No.  It merely maintains order of requests made to it when it
makes requests to underlying layers.

Stalls are either the result of hardware limitations (on the
bottom end) or semantic guarantees by the VFS (on the top end).

It is up to the VFS above whether it wants to make additional
requests to CAM, once there are requests outstanding.  It is up
to the hardware below whether it will accept or defer additional
requests from CAM.  CAM only limits requests from above when it
is itself limited by the hardware below.

It's more correct to say that it *propagates* pipeline stalls.

The distinction is important here.  The main performance issue
that you face as a result of a stall barrier is propagation delay
down to, and back up from, the physical hardware.

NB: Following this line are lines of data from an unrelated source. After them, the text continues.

//! Parse assertions for IDL test suites.
//!
//! [`ParseHarness`] drives an [`IdlParser`] with a raw document and turns the outcome into a
//! pass/fail signal for the test that called it. There are two flavours of every assertion:
//!
//! - `check_*` methods return `Result<_, HarnessFailure>` so callers can inspect what went wrong.
//! - `assert_*` methods (and [`ParseHarness::parse_or_fail`]) panic with the rendered failure,
//!   which is how a Rust test reports failure.
//!
//! A failure message always carries the input document verbatim and the dump of the actual
//! errors, so a failing test can be reproduced without re-running the parser by hand.
//!
//! # Example
//!
//! ```rust
//! use idlspec::test_harness::ParseHarness;
//!
//! let harness: ParseHarness = ParseHarness::default();
//! harness.assert_parse_succeeds(
//!     "structs:\n  point:\n    description: a point\n    fields:\n      x: int\n",
//! );
//! harness.assert_parse_fails("structs:\n  point:\n    fields:\n      x: int\n", "missing_field");
//! ```

pub mod suite;

use thiserror::Error;

use crate::errors::ErrorCollection;
use crate::parser::{IdlParser, YamlIdlParser};
use crate::syntax::{IdlSpec, ParsedSpec};

/// Placeholder dump for a parse outcome that has no error collection.
pub const EMPTY_ERRORS: &str = "<empty>";

/// Dumps an error collection as newline-joined lines, or `<empty>` when there is none.
pub fn errors_to_str<E: ErrorCollection>(errors: Option<&E>) -> String {
    match errors {
        Some(errors) => errors.to_list().collect::<Vec<_>>().join("\n"),
        None => EMPTY_ERRORS.to_string(),
    }
}

// =============================================================================
// FAILURES
// =============================================================================

/// Broad classification of a [`HarnessFailure`].
#[derive(Debug, Clone, Copy, PartialEq, Eq, Hash)]
pub enum FailureKind {
    /// The parser raised a fault instead of returning a result.
    ParserFault,
    /// The parse went the wrong direction: errors where a spec was expected, or the reverse.
    InvariantViolation,
    /// A single diagnosed error was expected but a different number was found.
    CountViolation,
    /// The expected error id is not among the diagnosed errors.
    IdentityViolation,
}

/// A failed parse assertion, carrying everything needed to reproduce it.
#[derive(Debug, Clone, PartialEq, Eq, Error)]
pub enum HarnessFailure {
    #[error("Failed to parse document:\n{document}\nCaused by: {cause}")]
    ParserFault { document: String, cause: String },

    #[error("Expected no parser errors\nFor document:\n{document}\nReceived errors:\n\n{errors}")]
    UnexpectedErrors { document: String, errors: String },

    #[error(
        "Expected no parsed doc\nFor document:\n{document}\nExpected error message '{expected_error_id}' but received errors:\n\n{errors}"
    )]
    UnexpectedSpec {
        document: String,
        expected_error_id: String,
        errors: String,
    },

    #[error(
        "For document:\n{document}\nExpected only error message '{expected_error_id}' but received {count} errors:\n\n{errors}"
    )]
    ErrorCount {
        document: String,
        expected_error_id: String,
        count: usize,
        errors: String,
    },

    #[error(
        "For document:\n{document}\nExpected error message '{expected_error_id}' but received only errors:\n {errors}"
    )]
    MissingErrorId {
        document: String,
        expected_error_id: String,
        errors: String,
    },
}

impl HarnessFailure {
    pub fn kind(&self) -> FailureKind {
        match self {
            HarnessFailure::ParserFault { .. } => FailureKind::ParserFault,
            HarnessFailure::UnexpectedErrors { .. } | HarnessFailure::UnexpectedSpec { .. } => {
                FailureKind::InvariantViolation
            }
            HarnessFailure::ErrorCount { .. } => FailureKind::CountViolation,
            HarnessFailure::MissingErrorId { .. } => FailureKind::IdentityViolation,
        }
    }

    /// The input document, verbatim.
    pub fn document(&self) -> &str {
        match self {
            HarnessFailure::ParserFault { document, .. }
            | HarnessFailure::UnexpectedErrors { document, .. }
            | HarnessFailure::UnexpectedSpec { document, .. }
            | HarnessFailure::ErrorCount { document, .. }
            | HarnessFailure::MissingErrorId { document, .. } => document,
        }
    }

    /// The dump of the actual errors; `None` for parser faults.
    pub fn errors(&self) -> Option<&str> {
        match self {
            HarnessFailure::ParserFault { .. } => None,
            HarnessFailure::UnexpectedErrors { errors, .. }
            | HarnessFailure::UnexpectedSpec { errors, .. }
            | HarnessFailure::ErrorCount { errors, .. }
            | HarnessFailure::MissingErrorId { errors, .. } => Some(errors),
        }
    }
}

// =============================================================================
// CONFIGURATION
// =============================================================================

const RESET: &str = "\x1b[0m";
const RED: &str = "\x1b[31m";

/// Presentation settings for failure messages.
#[derive(Debug, Clone)]
pub struct HarnessConfig {
    pub use_colors: bool,
}

impl Default for HarnessConfig {
    fn default() -> Self {
        Self {
            use_colors: atty::is(atty::Stream::Stderr),
        }
    }
}

impl HarnessConfig {
    /// A configuration that never emits ANSI escapes.
    pub fn plain() -> Self {
        Self { use_colors: false }
    }

    /// Apply color formatting to text if colors are enabled.
    pub fn colorize(&self, text: &str, color: &str) -> String {
        if self.use_colors {
            format!("{}{}{}", color, text, RESET)
        } else {
            text.to_string()
        }
    }

    /// Renders a failure for a panic message; only the headline is colored.
    pub fn render(&self, failure: &HarnessFailure) -> String {
        let text = failure.to_string();
        match text.split_once('\n') {
            Some((headline, rest)) => format!("{}\n{}", self.colorize(headline, RED), rest),
            None => self.colorize(&text, RED),
        }
    }
}

// =============================================================================
// HARNESS
// =============================================================================

/// Parse assertions over a particular parser.
#[derive(Debug, Clone)]
pub struct ParseHarness<P = YamlIdlParser> {
    parser: P,
    config: HarnessConfig,
}

impl Default for ParseHarness<YamlIdlParser> {
    fn default() -> Self {
        Self::new(YamlIdlParser::default())
    }
}

/// The parse outcome type produced by parser `P`.
pub type Parsed<P> = ParsedSpec<<P as IdlParser>::Spec, <P as IdlParser>::Errors>;

impl<P: IdlParser> ParseHarness<P> {
    pub fn new(parser: P) -> Self {
        Self::with_config(parser, HarnessConfig::default())
    }

    pub fn with_config(parser: P, config: HarnessConfig) -> Self {
        Self { parser, config }
    }

    /// Runs the parser, turning a fault into [`HarnessFailure::ParserFault`].
    pub fn check_parse(&self, document: &str) -> Result<Parsed<P>, HarnessFailure> {
        self.parser
            .parse(document)
            .map_err(|fault| HarnessFailure::ParserFault {
                document: document.to_string(),
                cause: fault.to_string(),
            })
    }

    /// Checks that `document` parses to a specification with no errors.
    pub fn check_parse_succeeds(&self, document: &str) -> Result<P::Spec, HarnessFailure> {
        match self.check_parse(document)? {
            ParsedSpec::Success(spec) => Ok(spec),
            ParsedSpec::Failure(errors) => Err(HarnessFailure::UnexpectedErrors {
                document: document.to_string(),
                errors: errors_to_str(Some(&errors)),
            }),
        }
    }

    /// Checks that `document` fails to parse and that `expected_error_id` was diagnosed.
    ///
    /// Unless `allow_multiple` is set, exactly one error must be diagnosed; this is checked
    /// before, and independently of, the presence of `expected_error_id`.
    pub fn check_parse_fails(
        &self,
        document: &str,
        expected_error_id: &str,
        allow_multiple: bool,
    ) -> Result<P::Errors, HarnessFailure> {
        let errors = match self.check_parse(document)? {
            ParsedSpec::Failure(errors) => errors,
            ParsedSpec::Success(_) => {
                return Err(HarnessFailure::UnexpectedSpec {
                    document: document.to_string(),
                    expected_error_id: expected_error_id.to_string(),
                    errors: errors_to_str::<P::Errors>(None),
                })
            }
        };

        let count = errors.count();
        if !allow_multiple && count != 1 {
            return Err(HarnessFailure::ErrorCount {
                document: document.to_string(),
                expected_error_id: expected_error_id.to_string(),
                count,
                errors: errors_to_str(Some(&errors)),
            });
        }

        if !errors.contains(expected_error_id) {
            return Err(HarnessFailure::MissingErrorId {
                document: document.to_string(),
                expected_error_id: expected_error_id.to_string(),
                errors: errors_to_str(Some(&errors)),
            });
        }
        Ok(errors)
    }

    /// Parses `document`, failing the test if the parser raises a fault.
    #[track_caller]
    pub fn parse_or_fail(&self, document: &str) -> Parsed<P> {
        match self.check_parse(document) {
            Ok(parsed) => parsed,
            Err(failure) => self.fail(failure),
        }
    }

    /// Asserts `document` parses cleanly and returns the parsed specification.
    #[track_caller]
    pub fn assert_parse_succeeds(&self, document: &str) -> P::Spec {
        match self.check_parse_succeeds(document) {
            Ok(spec) => spec,
            Err(failure) => self.fail(failure),
        }
    }

    /// Asserts `document` fails with exactly one error, `expected_error_id`.
    #[track_caller]
    pub fn assert_parse_fails(&self, document: &str, expected_error_id: &str) {
        if let Err(failure) = self.check_parse_fails(document, expected_error_id, false) {
            self.fail(failure);
        }
    }

    /// Asserts `document` fails and `expected_error_id` is among possibly several errors.
    #[track_caller]
    pub fn assert_parse_fails_multiple(&self, document: &str, expected_error_id: &str) {
        if let Err(failure) = self.check_parse_fails(document, expected_error_id, true) {
            self.fail(failure);
        }
    }

    #[track_caller]
    fn fail(&self, failure: HarnessFailure) -> ! {
        panic!("{}", self.config.render(&failure))
    }
}

/// Asserts `document` parses cleanly with the default parser.
#[track_caller]
pub fn assert_parse(document: &str) -> IdlSpec {
    ParseHarness::<YamlIdlParser>::default().assert_parse_succeeds(document)
}

/// Asserts `document` fails to parse with the default parser.
#[track_caller]
pub fn assert_parse_fail(document: &str, error_id: &str, multiple: bool) {
    let harness: ParseHarness = ParseHarness::default();
    if multiple {
        harness.assert_parse_fails_multiple(document, error_id);
    } else {
        harness.assert_parse_fails(document, error_id);
    }
}

#[cfg(test)]
mod tests {
    use super::*;
    use crate::errors::{ErrorId, ParserErrorCollection};

    fn failure() -> HarnessFailure {
        HarnessFailure::MissingErrorId {
            document: "a: 1".to_string(),
            expected_error_id: "missing_field".to_string(),
            errors: "x.idl: a: unknown_root_node: unknown node 'a'".to_string(),
        }
    }

    #[test]
    fn test_errors_to_str_absent_collection() {
        assert_eq!(errors_to_str::<ParserErrorCollection>(None), "<empty>");
    }

    #[test]
    fn test_errors_to_str_one_line_per_error() {
        let mut errors = ParserErrorCollection::new();
        errors.add(ErrorId::UnknownRootNode, "x.idl", "a", "unknown node 'a'");
        errors.add(ErrorId::UnknownRootNode, "x.idl", "b", "unknown node 'b'");
        let dump = errors_to_str(Some(&errors));
        assert_eq!(dump.lines().count(), 2);
        assert!(dump.lines().all(|line| !line.is_empty()));
    }

    #[test]
    fn test_plain_render_is_display() {
        let failure = failure();
        assert_eq!(HarnessConfig::plain().render(&failure), failure.to_string());
    }

    #[test]
    fn test_colored_render_wraps_headline_only() {
        let config = HarnessConfig { use_colors: true };
        let rendered = config.render(&failure());
        assert!(rendered.starts_with("\x1b[31mFor document:\x1b[0m\n"));
        assert!(rendered.contains("\na: 1\n"));
    }

    #[test]
    fn test_failure_accessors() {
        let failure = failure();
        assert_eq!(failure.kind(), FailureKind::IdentityViolation);
        assert_eq!(failure.document(), "a: 1");
        assert!(failure.errors().is_some_and(|e| e.contains("unknown_root_node")));

        let fault = HarnessFailure::ParserFault {
            document: "a: [".to_string(),
            cause: "eof".to_string(),
        };
        assert_eq!(fault.kind(), FailureKind::ParserFault);
        assert_eq!(fault.errors(), None);
    }
}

Because CAM permits concurrent operations, up to the limits of
the hardware, as long as you don't over-drive the hardware, it
adds latency on individual transactions, but does not itself
limit throughput in the normal case: any bottleneck you have is
a result of the underlying hardware, or of the explicit stalls
caused by the code above CAM voluntarily avoiding queueing new
requests until a previous request has been successfully completed.

It's a queue pool retention problem, just like a sliding window
protocol, like TCP/IP: for N requests, I end up with a single
round trip latency due to the introduced propagation delay.  N
can be arbitrarily large, up to the limits of the hardware.  If
you hit those limits, then you start eating a latency per request,
as requests become turnstiled by available tags for tagged commands,
etc..


> Is there a good SCSI reference out there for someone interested more in
> the features of CAM and the upper layers of the protocol?

The source code?  Justin?  I'm sure people would appreciate it
if someone would document this code.  Right now, most people
get to learn about it by writing a provider (like a SCSI driver)
or a consumer (kernel block I/O code) of CAM.  Trial by fire is
not the best way to learn things (IMO), since you only learn
about the main road and a few branches, rather than the shape and
size of the city.


> Also, at a higher level in the VFS layer, which operations are tagged the
> same?  Are operations on the same vnode tagged the same and then write
> barriers are introduced appropriately between data and metadata writes?
> Are operations on different vnodes always different tags?  And how is the
> consistancy of something like the block allocation table maintained?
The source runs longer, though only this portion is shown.